* Work required:
Every line of the listing that contains the word "currency" is to be copied out.

* Excerpted data:
use crate::error::UsageError;
use crate::models::usage::UsageRecord;
use std::time::Duration;
use tokio::process::Command;

/// How long the `df` call may take before the tick gives up on it.
const DF_TIMEOUT: Duration = Duration::from_secs(5);

/// Run `df -h` and parse its table into usage records.
pub async fn get_usage() -> Result<Vec<UsageRecord>, UsageError> {
    let output = tokio::time::timeout(DF_TIMEOUT, Command::new("df").arg("-h").output())
        .await
        .map_err(|_| UsageError::TimedOut(DF_TIMEOUT))?
        .map_err(UsageError::Spawn)?;

    if !output.status.success() {
        return Err(UsageError::Failed(output.status));
    }

    parse_usage(&String::from_utf8_lossy(&output.stdout))
}

/// Parse the whitespace-aligned `df` table.
///
/// The header row names the columns; only the positions of the exact labels
/// `Avail` and `Use%` matter, so the column order is irrelevant. Data rows
/// too short to cover those columns are skipped: a filesystem name with
/// embedded spaces shifts the alignment and produces a row we cannot trust.
pub fn parse_usage(output: &str) -> Result<Vec<UsageRecord>, UsageError> {
    let mut lines = output.lines();
    let header: Vec<&str> = match lines.next() {
        Some(h) => h.split_whitespace().collect(),
        None    => return Err(UsageError::Empty),
    };

    let avail_idx = column_index(&header, "Avail")?;
    let used_idx  = column_index(&header, "Use%")?;

    let records = lines
        .filter_map(|line| {
            let parts: Vec<&str> = line.split_whitespace().collect();
            let filesystem = parts.first()?;
            let avail      = parts.get(avail_idx)?;
            let used_pct   = parts.get(used_idx)?;
            Some(UsageRecord {
                filesystem: filesystem.to_string(),
                avail:      avail.to_string(),
                used_pct:   used_pct.to_string(),
            })
        })
        .collect();

    Ok(records)
}

fn column_index(header: &[&str], label: &'static str) -> Result<usize, UsageError> {
    header
        .iter()
        .position(|h| *h == label)
        .ok_or(UsageError::MissingColumn(label))
}
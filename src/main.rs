mod alerts;
mod collectors;
mod config;
mod error;
mod models;
mod util;

use anyhow::Result;
use clap::Parser;
use config::Settings;
use tracing::{debug, error, info, warn};
use util::webhook::Notifier;

#[derive(Parser, Debug)]
#[command(name = "dfwatch", about = "df-based disk space watchdog", version = "0.1")]
struct Cli {
    /// One-shot check: exit 0 if every monitored filesystem is under its
    /// threshold, 1 otherwise (cron/nagios compatible)
    #[arg(long)]
    check: bool,

    /// Print a one-shot JSON snapshot of usage and breaches, then exit
    #[arg(long)]
    json: bool,

    /// Print the resolved configuration and exit
    #[arg(long)]
    config: bool,
}

#[tokio::main(flavor = "current_thread")]
async fn main() -> Result<()> {
    tracing_subscriber::fmt()
        .with_env_filter(
            tracing_subscriber::EnvFilter::try_from_default_env()
                .unwrap_or_else(|_| tracing_subscriber::EnvFilter::new("info")),
        )
        .init();

    let cli = Cli::parse();

    if cli.config {
        return run_print_config();
    }
    if cli.json {
        return run_json_snapshot().await;
    }
    if cli.check {
        return run_check().await;
    }
    run_daemon().await
}

/// Poll forever: sample, evaluate, notify, sleep. The configuration is
/// re-read every tick so threshold and endpoint edits take effect live.
/// Configuration errors are fatal; a failed `df` call is logged and retried
/// on the next tick; webhook failures are swallowed inside the notifier.
async fn run_daemon() -> Result<()> {
    let notifier = Notifier::new();
    info!("dfwatch daemon starting");

    loop {
        let settings = Settings::load()?;
        let thresholds =
            config::parse_thresholds(settings.global_threshold, &settings.file_systems)?;

        let delay = match collectors::df::get_usage().await {
            Ok(records) => {
                let breaches = alerts::evaluate(&records, &thresholds);
                for breach in &breaches {
                    warn!("{}: used {}", breach.filesystem, breach.used);
                    notifier
                        .notify(&settings.api_endpoint, &breach.filesystem, &breach.used)
                        .await;
                }
                debug!(
                    "tick done: {} row(s) sampled, {} breach(es)",
                    records.len(),
                    breaches.len()
                );
                alerts::next_delay(
                    !breaches.is_empty(),
                    settings.trigger_interval,
                    settings.warning_interval,
                )
            }
            Err(e) => {
                error!("usage sampling failed: {e}");
                settings.trigger_interval
            }
        };

        tokio::select! {
            _ = tokio::time::sleep(delay) => {}
            _ = shutdown_signal() => {
                info!("shutdown signal received, exiting");
                return Ok(());
            }
        }
    }
}

/// Resolves on SIGINT or SIGTERM so the sleep between ticks aborts promptly.
async fn shutdown_signal() {
    let ctrl_c = tokio::signal::ctrl_c();

    #[cfg(unix)]
    let terminate = async {
        match tokio::signal::unix::signal(tokio::signal::unix::SignalKind::terminate()) {
            Ok(mut sig) => {
                sig.recv().await;
            }
            Err(e) => {
                error!("cannot install SIGTERM handler: {e}");
                std::future::pending::<()>().await;
            }
        }
    };
    #[cfg(not(unix))]
    let terminate = std::future::pending::<()>();

    tokio::select! {
        _ = ctrl_c => {}
        _ = terminate => {}
    }
}

fn run_print_config() -> Result<()> {
    let settings = Settings::load()?;
    let thresholds = config::parse_thresholds(settings.global_threshold, &settings.file_systems)?;

    let endpoint = if settings.api_endpoint.is_empty() {
        "(not set)"
    } else {
        settings.api_endpoint.as_str()
    };
    println!("API_ENDPOINT      = {}", endpoint);
    println!("GLOBAL_THRESHOLD  = {}%", settings.global_threshold);
    println!("TRIGGER_INTERVAL  = {}s", settings.trigger_interval.as_secs());
    println!("WARNING_INTERVAL  = {}s", settings.warning_interval.as_secs());
    println!();

    let mut monitored: Vec<(&String, &f64)> =
        thresholds.iter().filter(|(fs, _)| !fs.is_empty()).collect();
    monitored.sort_by(|a, b| a.0.cmp(b.0));
    if monitored.is_empty() {
        println!("No filesystems configured (FILE_SYSTEMS is empty).");
    } else {
        println!("Monitored filesystems:");
        for (fs, threshold) in monitored {
            println!("  {} at {}%", fs, threshold);
        }
    }
    Ok(())
}

async fn run_check() -> Result<()> {
    let settings = Settings::load()?;
    let thresholds = config::parse_thresholds(settings.global_threshold, &settings.file_systems)?;
    let records = collectors::df::get_usage().await?;
    let breaches = alerts::evaluate(&records, &thresholds);

    let monitored = thresholds.keys().filter(|fs| !fs.is_empty()).count();
    if breaches.is_empty() {
        println!(
            "OK — {} filesystem(s) sampled, {} monitored, none over threshold",
            records.len(),
            monitored
        );
        return Ok(());
    }

    for breach in &breaches {
        println!("[WARN] {}: used {}", breach.filesystem, breach.used);
    }
    std::process::exit(1);
}

async fn run_json_snapshot() -> Result<()> {
    use serde_json::json;
    use std::collections::BTreeMap;

    let settings = Settings::load()?;
    let thresholds = config::parse_thresholds(settings.global_threshold, &settings.file_systems)?;
    let records = collectors::df::get_usage().await?;
    let breaches = alerts::evaluate(&records, &thresholds);

    // Sorted map so the snapshot is stable across runs.
    let monitored: BTreeMap<&String, &f64> =
        thresholds.iter().filter(|(fs, _)| !fs.is_empty()).collect();

    let snapshot = json!({
        "dfwatch_version":  "0.1",
        "global_threshold": settings.global_threshold,
        "monitored":        monitored,
        "usage":            records,
        "breaches":         breaches,
    });
    println!("{}", serde_json::to_string_pretty(&snapshot)?);
    Ok(())
}
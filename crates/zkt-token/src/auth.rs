//! # Administrator Authorization
//!
//! Two gates live here.
//!
//! - [`PermissionGate`] decides whether a mint or burn magnitude is allowed
//!   by the amount policy and whether the administrator must co-sign.
//! - [`AdminAuthorizer`] checks an administrator co-signature.
//!
//! ## Signed Message
//!
//! The administrator signs the canonical bytes of
//! `{ contract, token_id, admin_nonce, action }`. `admin_nonce` is the
//! administrator's settlement-account nonce. It is read as a precondition
//! and incremented by the transaction, so a signature is good for exactly
//! one committed action on exactly one contract.

use serde::{Deserialize, Serialize};

use zkt_core::{
    Address, AmountOperation, AuthorizationError, CanonicalBytes, OperationKey, TokenId,
    VkFingerprint,
};
use zkt_crypto::{verify_with_address, Ed25519KeyPair, Ed25519Signature};
use zkt_ledger::AccountId;
use zkt_policy::{AmountPolicy, AmountRange, ProofRequirement, RangeField};

use crate::error::TokenError;
use crate::params::InitParams;
use crate::state::ContractView;

/// Every action an administrator can authorize.
#[derive(Debug, Clone, PartialEq, Eq, Serialize, Deserialize)]
#[serde(tag = "action", rename_all = "snake_case")]
pub enum AdminAction {
    /// One-time initialization.
    Initialize {
        /// Initialization arguments.
        params: InitParams,
    },
    /// Policy-authorized mint.
    Mint {
        /// Credited account.
        recipient: Address,
        /// Amount.
        amount: u64,
    },
    /// Policy-authorized burn.
    Burn {
        /// Debited account.
        holder: Address,
        /// Amount.
        amount: u64,
    },
    /// Replace an amount policy.
    UpdatePolicy {
        /// Affected operation.
        operation: AmountOperation,
        /// New policy.
        policy: AmountPolicy,
    },
    /// Replace an amount range.
    UpdateRange {
        /// Affected operation.
        operation: AmountOperation,
        /// New range.
        range: AmountRange,
    },
    /// Change one field of an amount range.
    UpdateRangeField {
        /// Affected operation.
        operation: AmountOperation,
        /// Field to change.
        field: RangeField,
        /// New value.
        value: u64,
    },
    /// Replace a proof requirement.
    UpdateProofRequirement {
        /// Affected operation.
        operation: OperationKey,
        /// New requirement.
        requirement: ProofRequirement,
    },
    /// Register a verification key.
    RegisterVerificationKey {
        /// Raw operation id.
        operation_key: u64,
        /// New fingerprint.
        fingerprint: VkFingerprint,
    },
    /// Hand over administration.
    SetAdmin {
        /// Incoming administrator.
        new_admin: Address,
    },
    /// Suspend supply-changing operations.
    Pause,
    /// Resume supply-changing operations.
    Resume,
}

#[derive(Serialize)]
struct AdminMessage<'a> {
    contract: Address,
    token_id: TokenId,
    admin_nonce: u64,
    action: &'a AdminAction,
}

/// The exact bytes an administrator signs for `action`.
pub fn admin_message(
    contract: Address,
    token_id: TokenId,
    admin_nonce: u64,
    action: &AdminAction,
) -> Result<CanonicalBytes, TokenError> {
    Ok(CanonicalBytes::new(&AdminMessage {
        contract,
        token_id,
        admin_nonce,
        action,
    })?)
}

/// Sign `action` for the contract at `contract`.
///
/// `admin_nonce` must be the signer's current settlement-account nonce.
pub fn sign_admin_action(
    key: &Ed25519KeyPair,
    contract: Address,
    admin_nonce: u64,
    action: &AdminAction,
) -> Result<Ed25519Signature, TokenError> {
    let message = admin_message(contract, TokenId::derive(&contract), admin_nonce, action)?;
    Ok(key.sign(&message))
}

/// Administrator co-signature check.
pub(crate) struct AdminAuthorizer;

impl AdminAuthorizer {
    /// Verify `signature` by `signer` over `action`, then queue the
    /// signer's nonce increment.
    pub(crate) fn verify_signer(
        view: &mut ContractView<'_>,
        signer: Address,
        action: &AdminAction,
        signature: Option<&Ed25519Signature>,
    ) -> Result<(), TokenError> {
        let signature = signature.ok_or(AuthorizationError::MissingAuthorization)?;
        let nonce_account = AccountId::settlement(signer);
        let admin_nonce = view.nonce(nonce_account);
        let message = admin_message(view.contract(), view.token_id(), admin_nonce, action)?;
        verify_with_address(&message, signature, &signer)
            .map_err(|e| AuthorizationError::InvalidSignature(e.to_string()))?;
        view.tx().increment_nonce(nonce_account);
        Ok(())
    }

    /// Verify against the administrator stored on-chain.
    pub(crate) fn verify(
        view: &mut ContractView<'_>,
        action: &AdminAction,
        signature: Option<&Ed25519Signature>,
    ) -> Result<(), TokenError> {
        let admin = view.admin()?;
        Self::verify_signer(view, admin, action, signature)
    }
}

/// Outcome of a permitted amount check.
#[derive(Debug, Clone, Copy, PartialEq, Eq)]
pub enum AmountDecision {
    /// Allowed with no co-signature.
    Permitted,
    /// Allowed once the administrator co-signs.
    RequiresAdmin,
}

/// Amount-policy gate for mint and burn.
#[derive(Debug, Clone, Copy)]
pub struct PermissionGate;

impl PermissionGate {
    /// Judge `magnitude` against `policy` and `range`.
    ///
    /// A fixed policy accepts exactly `range.fixed_amount`; a ranged policy
    /// accepts `[min_amount, max_amount]` inclusive. A policy without the
    /// `unauthorized` flag also needs the administrator.
    pub fn authorize(
        policy: &AmountPolicy,
        range: &AmountRange,
        operation: AmountOperation,
        magnitude: u64,
    ) -> Result<AmountDecision, AuthorizationError> {
        let allowed = if policy.fixed_amount {
            range.is_fixed(magnitude)
        } else {
            range.is_in_range(magnitude)
        };
        if !allowed {
            return Err(AuthorizationError::NotPermitted {
                operation: operation.operation_key(),
                amount: magnitude,
            });
        }
        Ok(if policy.unauthorized {
            AmountDecision::Permitted
        } else {
            AmountDecision::RequiresAdmin
        })
    }
}
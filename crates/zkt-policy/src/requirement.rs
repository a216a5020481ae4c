//! Per-operation proof requirements.

use serde::{Deserialize, Serialize};

use crate::bitfield::Flags;

/// Whether an operation must carry a verified proof, and which fields of
/// the proof's captured snapshot must still match live state.
///
/// With `should_verify` false every other flag is moot.
#[derive(Debug, Clone, Copy, Default, PartialEq, Eq, Hash, Serialize, Deserialize)]
#[serde(default)]
pub struct ProofRequirement {
    /// A proof is mandatory and must verify against the registered key.
    pub should_verify: bool,
    /// The proof's operation address must be the operation's subject.
    pub require_recipient_match: bool,
    /// The proof's token account must belong to this contract's token.
    pub require_token_id_match: bool,
    /// Settlement-currency balance must be unchanged since proving.
    pub require_mina_balance_match: bool,
    /// Custom-token balance must be unchanged since proving.
    pub require_custom_balance_match: bool,
    /// Settlement-currency nonce must be unchanged since proving.
    pub require_mina_nonce_match: bool,
    /// Custom-token nonce must be unchanged since proving.
    pub require_custom_nonce_match: bool,
}

impl ProofRequirement {
    /// No proof is required.
    pub const DISABLED: ProofRequirement = ProofRequirement {
        should_verify: false,
        require_recipient_match: false,
        require_token_id_match: false,
        require_mina_balance_match: false,
        require_custom_balance_match: false,
        require_mina_nonce_match: false,
        require_custom_nonce_match: false,
    };

    /// A proof is required and every snapshot field must match.
    pub const STRICT: ProofRequirement = ProofRequirement {
        should_verify: true,
        require_recipient_match: true,
        require_token_id_match: true,
        require_mina_balance_match: true,
        require_custom_balance_match: true,
        require_mina_nonce_match: true,
        require_custom_nonce_match: true,
    };

    /// Whether any live account state has to be read to check a proof.
    pub fn needs_live_snapshot(&self) -> bool {
        self.should_verify
            && (self.require_mina_balance_match
                || self.require_custom_balance_match
                || self.require_mina_nonce_match
                || self.require_custom_nonce_match)
    }
}

impl Flags<7> for ProofRequirement {
    fn to_flags(&self) -> [bool; 7] {
        [
            self.should_verify,
            self.require_recipient_match,
            self.require_token_id_match,
            self.require_mina_balance_match,
            self.require_custom_balance_match,
            self.require_mina_nonce_match,
            self.require_custom_nonce_match,
        ]
    }

    fn from_flags(flags: [bool; 7]) -> Self {
        let [should_verify, require_recipient_match, require_token_id_match, require_mina_balance_match, require_custom_balance_match, require_mina_nonce_match, require_custom_nonce_match] =
            flags;
        Self {
            should_verify,
            require_recipient_match,
            require_token_id_match,
            require_mina_balance_match,
            require_custom_balance_match,
            require_mina_nonce_match,
            require_custom_nonce_match,
        }
    }
}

* Answer for the task:
    /// Settlement-currency balance must be unchanged since proving.
    /// Settlement-currency nonce must be unchanged since proving.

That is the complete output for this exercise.